World Bank Group lead economist Richard Record noted Malaysia's diversified economic structure.
He commented that the country has a good balance between domestic and external demand, command in various sectors including manufacturing, services and commodities, a sound financial system and an effective public health response as well as proactive macroeconomic policy response to the crisis.
"I think there is a lot of evidence to suggest that Malaysia will ride out this storm better than many other economies around the world.
"That said, we do give a special focus on the vulnerable group in this report. We think one of the challenges that Malaysia has had is that the safety net covers a lot of people, but it doesn't provide an awful lot of protection to them, just when they need it from this type of economic shock," Record said at a virtual press conference today after the launch of World Bank's Malaysia Economic Monitor - 'Surviving the Storm' report.
As Malaysia aspires to become a developed high-income economy, Record said that it is important for the government to put in place a social protection framework which can protect vulnerable groups, especially the B40 group, from any kind of shocks, be it a pandemic or any economic crisis in the future.
"So in that sense, I suppose this crisis provides an opportunity [for the government] to think about some of these reforms that would help ensure Malaysia would be even more resilient in the future," he added.
Speaking at the same press conference, World Bank Malaysia country manager Firas Raad acknowledged that the current economic recession is one massive economic storm and Malaysia is not the only country facing it.
"We feel that Malaysia has what it takes to weather it all, to come out on the other side of the storm, and it can survive because of many different reasons; its diversified economic structure, its macroeconomic management, the strong financial system.

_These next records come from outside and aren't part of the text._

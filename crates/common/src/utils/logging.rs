use std::io;
use tracing_subscriber::{fmt, EnvFilter};

/// Initialize tracing subscriber with sensible defaults and stdout writer.
/// - Respects `RUST_LOG` if set
/// - Falls back to `info,tower_http=info,axum=info`
pub fn init_logging_default() {
    let env_filter = EnvFilter::try_from_default_env()
        .unwrap_or_else(|_| EnvFilter::new("info,tower_http=info,axum=info,sqlx=warn"));
    let _ = fmt()
        .with_env_filter(env_filter)
        .with_target(false)
        .compact()
        .with_writer(io::stdout)
        .try_init();
}

/// Initialize tracing subscriber with JSON structured output.
/// - Respects `RUST_LOG` if set, defaults to `info`
/// - Service spans are kept at debug so handler timings stay visible
pub fn init_logging_json() {
    let env_filter = EnvFilter::try_from_default_env()
        .unwrap_or_else(|_| EnvFilter::new("info,service=debug,sqlx=warn"));
    let _ = fmt()
        .with_env_filter(env_filter)
        .with_target(false)
        .json()
        .with_writer(io::stdout)
        .try_init();
}
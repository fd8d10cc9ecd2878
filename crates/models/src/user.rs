use sea_orm::{entity::prelude::*, Set, DatabaseConnection};
use uuid::Uuid;
use chrono::Utc;
use serde::{Deserialize, Serialize};

use crate::enums::Role;
use crate::errors;

#[derive(Clone, Debug, PartialEq, DeriveEntityModel, Serialize, Deserialize)]
#[sea_orm(table_name = "user")]
pub struct Model {
    #[sea_orm(primary_key, auto_increment = false)]
    pub id: Uuid,
    pub name: String,
    #[sea_orm(unique)]
    pub email: String,
    pub role: Role,
    #[serde(skip_serializing)]
    pub password_hash: String,
    pub created_at: DateTimeWithTimeZone,
    pub updated_at: DateTimeWithTimeZone,
}

#[derive(Copy, Clone, Debug, EnumIter, DeriveRelation)]
pub enum Relation {}

impl ActiveModelBehavior for ActiveModel {}

pub fn validate_email(email: &str) -> Result<(), errors::ModelError> {
    let email = email.trim();
    if email.is_empty() || !email.contains('@') {
        return Err(errors::ModelError::Validation("Please enter a valid email".into()));
    }
    Ok(())
}

pub fn validate_name(name: &str) -> Result<(), errors::ModelError> {
    if name.trim().is_empty() {
        return Err(errors::ModelError::Validation("Please enter your name".into()));
    }
    if name.chars().count() > 30 {
        return Err(errors::ModelError::Validation("Your name cannot exceed 30 characters".into()));
    }
    Ok(())
}

pub async fn create(
    db: &DatabaseConnection,
    name: &str,
    email: &str,
    role: Role,
    password_hash: String,
) -> Result<Model, errors::ModelError> {
    validate_name(name)?;
    validate_email(email)?;
    let now = Utc::now().into();
    let am = ActiveModel {
        id: Set(Uuid::new_v4()),
        name: Set(name.trim().to_string()),
        email: Set(email.trim().to_lowercase()),
        role: Set(role),
        password_hash: Set(password_hash),
        created_at: Set(now),
        updated_at: Set(now),
    };
    Ok(am.insert(db).await?)
}
use sea_orm::{entity::prelude::*, Set, DatabaseConnection};
use uuid::Uuid;
use chrono::Utc;
use serde::{Deserialize, Serialize};

use crate::enums::Status;
use crate::{errors, product};

pub const COMPANY_NAME_MAX: usize = 30;

#[derive(Clone, Debug, PartialEq, DeriveEntityModel, Serialize, Deserialize)]
#[sea_orm(table_name = "delivery")]
pub struct Model {
    #[sea_orm(primary_key, auto_increment = false)]
    pub id: Uuid,
    pub product_id: Uuid,
    pub company_name: String,
    pub date: DateTimeWithTimeZone,
    #[sea_orm(column_type = "Double")]
    pub price: f64,
    pub status: Status,
    pub quantity: i32,
    pub created_at: DateTimeWithTimeZone,
    pub updated_at: DateTimeWithTimeZone,
}

#[derive(Copy, Clone, Debug, EnumIter)]
pub enum Relation { Product }

impl RelationTrait for Relation {
    fn def(&self) -> RelationDef {
        match self {
            Relation::Product => Entity::belongs_to(product::Entity)
                .from(Column::ProductId)
                .to(product::Column::Id)
                .into(),
        }
    }
}

impl Related<product::Entity> for Entity {
    fn to() -> RelationDef { Relation::Product.def() }
}

impl ActiveModelBehavior for ActiveModel {}

#[derive(Clone, Debug)]
pub struct NewDelivery {
    pub product_id: Uuid,
    pub company_name: String,
    pub date: DateTimeWithTimeZone,
    pub price: f64,
    pub status: Status,
    pub quantity: i32,
}

pub fn validate_company_name(name: &str) -> Result<(), errors::ModelError> {
    if name.trim().is_empty() {
        return Err(errors::ModelError::Validation("Please enter a delivery name".into()));
    }
    if name.chars().count() > COMPANY_NAME_MAX {
        return Err(errors::ModelError::Validation("The delivery name cannot exceed 30 characters".into()));
    }
    Ok(())
}

pub fn validate_price(price: f64) -> Result<(), errors::ModelError> {
    if !price.is_finite() {
        return Err(errors::ModelError::Validation("Please enter a price".into()));
    }
    Ok(())
}

pub async fn create(db: &DatabaseConnection, input: NewDelivery) -> Result<Model, errors::ModelError> {
    validate_company_name(&input.company_name)?;
    validate_price(input.price)?;
    let now = Utc::now().into();
    let am = ActiveModel {
        id: Set(Uuid::new_v4()),
        product_id: Set(input.product_id),
        company_name: Set(input.company_name),
        date: Set(input.date),
        price: Set(input.price),
        status: Set(input.status),
        quantity: Set(input.quantity),
        created_at: Set(now),
        updated_at: Set(now),
    };
    Ok(am.insert(db).await?)
}

#[cfg(test)]
mod tests {
    use super::*;

    #[test]
    fn company_name_length_is_bounded() {
        assert!(validate_company_name("Acme Freight").is_ok());
        assert!(validate_company_name(&"c".repeat(30)).is_ok());
        assert!(validate_company_name(&"c".repeat(31)).is_err());
        assert!(validate_company_name("").is_err());
    }

    #[test]
    fn price_must_be_finite() {
        assert!(validate_price(12.5).is_ok());
        assert!(validate_price(f64::NAN).is_err());
    }
}
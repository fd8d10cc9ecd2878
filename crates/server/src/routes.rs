use axum::{
    http::{header, StatusCode},
    middleware,
    response::IntoResponse,
    routing::{delete, get, patch, post, MethodRouter},
    Json, Router,
};
use models::enums::Role;
use tower_http::{
    cors::CorsLayer,
    trace::{DefaultMakeSpan, DefaultOnFailure, DefaultOnRequest, DefaultOnResponse, TraceLayer},
};
use tracing::Level;
use utoipa::OpenApi;
use utoipa_swagger_ui::SwaggerUi;

use common::types::Health;

use crate::errors::JsonApiError;
use crate::openapi::ApiDoc;

pub mod auth;
pub mod deliveries;
pub mod products;
pub mod transactions;

use auth::ServerState;

const ALL: &[Role] = &[Role::Admin, Role::Employee, Role::Customer];
const STAFF: &[Role] = &[Role::Admin, Role::Employee];
const ADMIN: &[Role] = &[Role::Admin];

#[utoipa::path(get, path = "/health", tag = "health", responses((status = 200, description = "OK", body = crate::openapi::HealthResponse)))]
pub async fn health() -> Json<Health> {
    Json(Health { status: "ok" })
}

pub async fn metrics() -> Result<impl IntoResponse, JsonApiError> {
    let body = common::metrics::encode_metrics().map_err(|e| JsonApiError::internal(e.to_string()))?;
    Ok((StatusCode::OK, [(header::CONTENT_TYPE, "text/plain; version=0.0.4")], body))
}

/// Method, path and the roles allowed to call it; all entries require a verified token.
fn protected_routes() -> Vec<(&'static str, MethodRouter<ServerState>, &'static [Role])> {
    vec![
        ("/deliveries", get(deliveries::list), STAFF),
        ("/deliveries", post(deliveries::create), ADMIN),
        ("/delivery/:id", get(deliveries::get), STAFF),
        ("/delivery/edit/:id", patch(deliveries::update), ADMIN),
        ("/delivery/:id", delete(deliveries::delete), ADMIN),
        ("/transactions", get(transactions::list), STAFF),
        ("/transactions", post(transactions::create), ALL),
        ("/transaction/:id", get(transactions::get), ALL),
        ("/transaction/edit/:id", patch(transactions::update), STAFF),
        ("/transaction/:id", delete(transactions::delete), ADMIN),
        ("/products", get(products::list), ALL),
        ("/products", post(products::create), ADMIN),
        ("/product/:id", get(products::get), ALL),
        ("/product/edit/:id", patch(products::update), ADMIN),
        ("/product/:id", delete(products::delete), ADMIN),
        ("/users", get(auth::list_users), ADMIN),
        ("/users", post(auth::create_user), ADMIN),
    ]
}

/// Build the full application router: public, token-protected and docs routes
pub fn build_router(state: ServerState, cors: CorsLayer) -> Router {
    // Public routes
    let public = Router::new()
        .route("/register", post(auth::register))
        .route("/login", post(auth::login))
        .route("/logout", post(auth::logout));

    // Role-gated routes; repeated paths merge their method routers
    let protected = protected_routes()
        .into_iter()
        .fold(Router::new(), |router, (path, handler, roles)| {
            router.route(path, handler.route_layer(middleware::from_fn_with_state(roles, auth::authorize_roles)))
        })
        .route_layer(middleware::from_fn_with_state(state.clone(), auth::require_bearer_token_state));

    Router::new()
        .route("/health", get(health))
        .route("/metrics", get(metrics))
        .nest("/api/v1", public.merge(protected))
        .merge(SwaggerUi::new("/docs").url("/api-docs/openapi.json", ApiDoc::openapi()))
        .with_state(state)
        .layer(cors)
        .layer(
            TraceLayer::new_for_http()
                // one INFO span per request with method and path
                .make_span_with(
                    DefaultMakeSpan::new()
                        .level(Level::INFO)
                        .include_headers(false),
                )
                .on_request(
                    DefaultOnRequest::new()
                        .level(Level::INFO),
                )
                // status code and latency
                .on_response(
                    DefaultOnResponse::new()
                        .level(Level::INFO)
                        .include_headers(false),
                )
                .on_failure(
                    DefaultOnFailure::new()
                        .level(Level::ERROR),
                )
        )
}
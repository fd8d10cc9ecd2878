//! String-backed enumerations shared by several tables.

use sea_orm::entity::prelude::*;
use serde::{Deserialize, Serialize};

/// Lifecycle of deliveries and transactions.
#[derive(Clone, Copy, Debug, Default, PartialEq, Eq, Hash, EnumIter, DeriveActiveEnum, Serialize, Deserialize)]
#[sea_orm(rs_type = "String", db_type = "Text")]
pub enum Status {
    #[default]
    #[sea_orm(string_value = "Pending")]
    Pending,
    #[sea_orm(string_value = "Completed")]
    Completed,
    #[sea_orm(string_value = "Cancelled")]
    Cancelled,
}

impl Status {
    pub fn as_str(&self) -> &'static str {
        match self {
            Status::Pending => "Pending",
            Status::Completed => "Completed",
            Status::Cancelled => "Cancelled",
        }
    }
}

#[derive(Clone, Copy, Debug, Default, PartialEq, Eq, EnumIter, DeriveActiveEnum, Serialize, Deserialize)]
#[sea_orm(rs_type = "String", db_type = "Text")]
pub enum Variant {
    #[default]
    #[sea_orm(string_value = "Local")]
    Local,
    #[sea_orm(string_value = "International")]
    International,
}

#[derive(Clone, Copy, Debug, Default, PartialEq, Eq, Hash, EnumIter, DeriveActiveEnum, Serialize, Deserialize)]
#[sea_orm(rs_type = "String", db_type = "Text")]
pub enum Role {
    #[sea_orm(string_value = "Admin")]
    Admin,
    #[sea_orm(string_value = "Employee")]
    Employee,
    #[default]
    #[sea_orm(string_value = "Customer")]
    Customer,
}

impl Role {
    pub fn as_str(&self) -> &'static str {
        match self {
            Role::Admin => "Admin",
            Role::Employee => "Employee",
            Role::Customer => "Customer",
        }
    }
}
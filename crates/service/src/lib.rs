//! Service layer providing business-oriented CRUD operations on top of models.
//! - Separates business logic from data access through repository traits.
//! - Reuses validation and entity definitions in `models` crate.
//! - Each resource ships a SeaORM repository and an in-memory `mock` one.

pub mod errors;
pub mod ids;
pub mod populate;
pub mod notify;
pub mod auth;
pub mod delivery;
pub mod transaction;
pub mod product;
#[cfg(test)]
pub mod test_support;
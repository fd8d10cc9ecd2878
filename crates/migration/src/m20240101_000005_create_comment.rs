//! Create `comment` table with FK to `user`.
//!
//! No constraint towards `transaction`: removing a transaction deletes its
//! comments explicitly.
use sea_orm_migration::{prelude::*, schema::*};

#[derive(DeriveMigrationName)]
pub struct Migration;

#[async_trait::async_trait]
impl MigrationTrait for Migration {
    async fn up(&self, manager: &SchemaManager) -> Result<(), DbErr> {
        manager
            .create_table(
                Table::create()
                    .table(Comment::Table)
                    .if_not_exists()
                    .col(uuid(Comment::Id).primary_key())
                    .col(uuid(Comment::TransactionId).not_null())
                    .col(uuid(Comment::UserId).not_null())
                    .col(text(Comment::Body).not_null())
                    .col(timestamp_with_time_zone(Comment::CreatedAt).not_null())
                    .foreign_key(
                        ForeignKey::create()
                            .name("fk_comment_user")
                            .from(Comment::Table, Comment::UserId)
                            .to(User::Table, User::Id)
                            .on_delete(ForeignKeyAction::Cascade)
                            .on_update(ForeignKeyAction::Cascade),
                    )
                    .to_owned(),
            )
            .await
    }

    async fn down(&self, manager: &SchemaManager) -> Result<(), DbErr> {
        manager.drop_table(Table::drop().table(Comment::Table).to_owned()).await
    }
}

#[derive(DeriveIden)]
enum Comment { Table, Id, TransactionId, UserId, Body, CreatedAt }

#[derive(DeriveIden)]
enum User { Table, Id }
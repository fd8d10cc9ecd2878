use axum::extract::{Path, State};
use serde_json::Value;
use service::product::domain::{ProductInput, ProductView};

use crate::errors::JsonApiError;
use crate::response::{self, join, ApiResult};
use crate::routes::auth::ServerState;
use crate::validation::{parse_body, require_fields, ApiJson};

#[utoipa::path(get, path = "/api/v1/products", tag = "products",
    responses((status = 200, description = "OK"), (status = 404, description = "No products found")))]
pub async fn list(State(state): State<ServerState>) -> ApiResult<Vec<ProductView>> {
    let rows = state.products.list().await?;
    if rows.is_empty() {
        return Err(JsonApiError::not_found("No products found"));
    }
    let message = format!(
        "Products with product {} and IDs {} retrieved",
        join(rows.iter().map(|p| p.product_name.as_str())),
        join(rows.iter().map(|p| p.id)),
    );
    response::ok(message, rows)
}

#[utoipa::path(get, path = "/api/v1/product/{id}", tag = "products",
    params(("id" = String, Path, description = "Product ID")),
    responses((status = 200, description = "OK"), (status = 404, description = "Not Found")))]
pub async fn get(State(state): State<ServerState>, Path(id): Path<String>) -> ApiResult<ProductView> {
    let p = state.products.get(&id).await?;
    response::ok(format!("Product {} with ID {} retrieved", p.product_name, p.id), p)
}

#[utoipa::path(post, path = "/api/v1/products", tag = "products", request_body = crate::openapi::ProductRequest,
    responses((status = 201, description = "Created"), (status = 400, description = "Validation Error")))]
pub async fn create(State(state): State<ServerState>, ApiJson(body): ApiJson<Value>) -> ApiResult<ProductView> {
    require_fields(&body, &["user", "product_name", "type", "class"])?;
    let input: ProductInput = parse_body(body)?;
    let p = state.products.create(input).await?;
    response::created(format!("Created new Product {} with an ID {}", p.product_name, p.id), p)
}

#[utoipa::path(patch, path = "/api/v1/product/edit/{id}", tag = "products", request_body = crate::openapi::ProductRequest,
    params(("id" = String, Path, description = "Product ID")),
    responses((status = 200, description = "Updated"), (status = 404, description = "Not Found")))]
pub async fn update(State(state): State<ServerState>, Path(id): Path<String>, ApiJson(body): ApiJson<Value>) -> ApiResult<ProductView> {
    let input: ProductInput = parse_body(body)?;
    let p = state.products.update(&id, input).await?;
    response::ok(format!("Product {} with ID {} is updated", p.product_name, p.id), p)
}

#[utoipa::path(delete, path = "/api/v1/product/{id}", tag = "products",
    params(("id" = String, Path, description = "Product ID")),
    responses((status = 200, description = "Deleted"), (status = 404, description = "Not Found")))]
pub async fn delete(State(state): State<ServerState>, Path(id): Path<String>) -> ApiResult<ProductView> {
    let p = state.products.delete(&id).await?;
    response::ok(format!("Product {} with ID {} is deleted", p.product_name, p.id), p)
}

"So there are many factors to support this idea that Malaysia will survive the storm and recover economically," Raas explained.
Earlier, the World Bank projected Malaysia's economy to contract by 3.1% in 2020, due to a sharp slowdown in economic activity caused by the COVID-19 pandemic and lockdown measures to contain its spread.
However, the World Bank expects growth to resume in 2021 at 6.9% as the outbreak eases.
In the Malaysia Economic Monitor report released today, it highlighted that the crisis has underscored the need to better protect vulnerable individuals and households in Malaysia, during the recovery period and beyond.
Although the coverage of social assistance is high across all income groups, especially among the B20, the World Bank argued that social assistance programmes in Malaysia had so far only had a modest impact on poverty reduction and promoting productive employment.
"Alongside cash-based social assistance, Malaysia will need to address the increasing demand for non-cash support services, especially for the elderly.
"Coverage and adequacy of long-term savings arrangements need to be improved as in the short term, the COVID-19 crisis may increase the vulnerability of older persons while temporarily reducing their savings for retirement," the World Bank said.